According to the Harvard School of Public Health “Nutrition, exercise, and sleep are the three pillars of good health”, but while nutrition and exercise get a lot of press, sleep isn’t mentioned nearly as often. Think about yourself, “Did you get 7 or 8 hours of sleep each of the last couple nights?” I know that I didn’t. So why should we be concerned about sleep and our health?
First let’s think about why we need sleep:
- During sleep our body produces valuable hormones and chemicals are replaced.
- Our brain is reenergized and repaired during sleep.
- Our immune system increases our resistance to infections during sleep – which may prevent a cold or the flu.
- Cells, tissues, and muscles are repaired during sleep.
- Adequate sleep improves our mood and relationships with others.
- Our thinking process is improved and we react more quickly with proper sleep.
Fatigue from lack of sleep can contribute to a number of serious health problems including: heart disease or heart attack, high blood pressure, diabetes, obesity, depression, stroke, irregular heartbeat, and even an increased risk of breast cancer. Other risks associated with a lack of sleep include workplace and traffic accidents – studies show that 1 of 6 traffic accidents are due to falling asleep at the wheel. Workplace tiredness is reportedly causing US industries over $100 billion each year as well.
Tips for getting better sleep:
- Avoid caffeine for about 6 hours before bedtime. This stimulant takes that long to work its way through your system.
- Alcohol and nicotine are also stimulants to avoid close to bedtime. They will disrupt sleep and cause awakening.
- Exercise regularly, but not close to bedtime. Exercise will raise your body temperature and cooler body temperature is associated with better sleep.
- Avoid using electronics, which stimulate the brain, close to bed time. This includes TV’s, cellphones, e-readers, and computers.
- Move your pets out of your bedroom – they disrupt your sleep with noise and movements.
- Maintain a regular bed and wake time, even on weekends.
To improve your sleep and your health avoid using sleeping pills and create a bedroom that encourages sleep. To do this: move the TV out, get a comfortable pillow, put a note pad by the bed for jotting down ideas, make sure your room is dark and cool – which may mean you need to move the night light or alarm clock, don’t snack in bed, and most important – use your bedroom for sleep and sex – not a bunch of other things.
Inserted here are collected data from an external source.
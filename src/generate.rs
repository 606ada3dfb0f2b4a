//! Render-then-write loop over the catalogue.
//!
//! Failures are collected per descriptor; one bad page never stops the rest.
//! Every write has completed by the time [`generate`] returns.

use crate::catalogue::Catalogue;
use crate::model::ApiDescriptor;
use crate::render::{error_chain, RenderError, Renderer};
use anyhow::{Context, Result};
use std::collections::HashSet;
use std::fs;
use std::io;
use std::path::{Path, PathBuf};
use thiserror::Error;

#[derive(Debug, Error)]
pub enum PageError {
    #[error("{}", error_chain(.0))]
    Render(#[from] RenderError),

    #[error("failed to write {}: {source}", .path.display())]
    Persist {
        path: PathBuf,
        #[source]
        source: io::Error,
    },
}

impl PageError {
    pub fn kind(&self) -> &'static str {
        match self {
            PageError::Render(_) => "render",
            PageError::Persist { .. } => "persist",
        }
    }
}

/// One descriptor whose page was not produced.
#[derive(Debug)]
pub struct Failure {
    pub endpoint_path: String,
    pub error: PageError,
}

/// Outcome of a batch.
#[derive(Debug, Default)]
pub struct Report {
    pub written: Vec<PathBuf>,
    pub failures: Vec<Failure>,
}

impl Report {
    pub fn is_success(&self) -> bool {
        self.failures.is_empty()
    }
}

/// Output file name for a descriptor: "holidays" + "html" → "holidays.html".
pub fn output_name(descriptor: &ApiDescriptor, ext: &str) -> String {
    format!("{}.{}", descriptor.endpoint_path, ext)
}

/// Render and write each descriptor into `out_dir`, in order.
pub fn generate<'a>(
    descriptors: impl IntoIterator<Item = &'a ApiDescriptor>,
    renderer: &dyn Renderer,
    out_dir: &Path,
) -> Report {
    let ext = renderer.file_extension();
    let mut report = Report::default();

    for descriptor in descriptors {
        let out_path = out_dir.join(output_name(descriptor, ext));
        match write_page(descriptor, renderer, &out_path) {
            Ok(()) => {
                tracing::debug!(path = %out_path.display(), "page written");
                report.written.push(out_path);
            }
            Err(error) => {
                tracing::warn!(
                    endpoint_path = descriptor.endpoint_path,
                    kind = error.kind(),
                    "{}",
                    error
                );
                report.failures.push(Failure {
                    endpoint_path: descriptor.endpoint_path.to_string(),
                    error,
                });
            }
        }
    }

    report
}

fn write_page(
    descriptor: &ApiDescriptor,
    renderer: &dyn Renderer,
    out_path: &Path,
) -> Result<(), PageError> {
    let page = renderer.render(descriptor)?;
    fs::write(out_path, page).map_err(|source| PageError::Persist {
        path: out_path.to_path_buf(),
        source,
    })
}

/// Delete `*.<ext>` files in `out_dir` that no catalogue entry would produce.
/// Returns the removed paths.
pub fn prune(catalogue: &Catalogue, ext: &str, out_dir: &Path) -> Result<Vec<PathBuf>> {
    let known: HashSet<String> = catalogue.iter().map(|d| output_name(d, ext)).collect();
    let dir = glob::Pattern::escape(&out_dir.to_string_lossy());
    let pattern = format!("{}/*.{}", dir, glob::Pattern::escape(ext));

    let mut removed = Vec::new();
    for path in glob::glob(&pattern)
        .with_context(|| format!("invalid glob pattern: {}", pattern))?
        .filter_map(|r| r.ok())
        .filter(|p| p.is_file())
    {
        let name = path
            .file_name()
            .map(|n| n.to_string_lossy().to_string())
            .unwrap_or_default();
        if known.contains(&name) {
            continue;
        }
        fs::remove_file(&path)
            .with_context(|| format!("failed to remove stale page {}", path.display()))?;
        tracing::info!(path = %path.display(), "removed stale page");
        removed.push(path);
    }
    removed.sort();
    Ok(removed)
}
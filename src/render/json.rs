//! JSON renderer: structured output for tooling integration.
//!
//! Serializes the descriptor exactly as templates see it.

use crate::model::ApiDescriptor;
use crate::render::{RenderError, Renderer};

pub struct JsonRenderer;

impl Renderer for JsonRenderer {
    fn render(&self, descriptor: &ApiDescriptor) -> Result<String, RenderError> {
        let mut out = serde_json::to_string_pretty(descriptor)?;
        out.push('\n');
        Ok(out)
    }

    fn file_extension(&self) -> &str {
        "json"
    }
}

#[cfg(test)]
mod tests {
    use super::*;
    use crate::catalogue::Catalogue;

    #[test]
    fn output_parses_back() {
        let catalogue = Catalogue::build().unwrap();
        let out = JsonRenderer.render(catalogue.get("companies").unwrap()).unwrap();
        let value: serde_json::Value = serde_json::from_str(&out).unwrap();
        assert_eq!(value["endpointPath"], "companies");
        assert_eq!(value["endpoints"][0]["method"], "GET");
        assert_eq!(value["endpoints"][0]["pageable"], true);
        assert_eq!(value["links"][0]["type"], "addresses");
    }

    #[test]
    fn request_body_stays_separate_from_parameters() {
        let catalogue = Catalogue::build().unwrap();
        let out = JsonRenderer.render(catalogue.get("companies").unwrap()).unwrap();
        let value: serde_json::Value = serde_json::from_str(&out).unwrap();
        let create = value["endpoints"]
            .as_array()
            .unwrap()
            .iter()
            .find(|e| e["path"] == "/createWithAddress")
            .unwrap();
        assert_eq!(create["parameters"], serde_json::json!([]));
        assert!(create["requestBody"].as_str().unwrap().contains("addresses.html"));
    }
}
American Psychological Association, http://www.apa.org/.
Wellness Council of America, http://www.welcoa.org.
WebMD, Coping With Excessive Sleepiness. 10 Things to Hate About Sleep Loss, http://webmd.com/.
Progressive Insurance, Workplace accidents prevention and tiredness, http://www.progressiveic.com.
The Harvard School of Public Health, http://www.hsph.harvard.edu/.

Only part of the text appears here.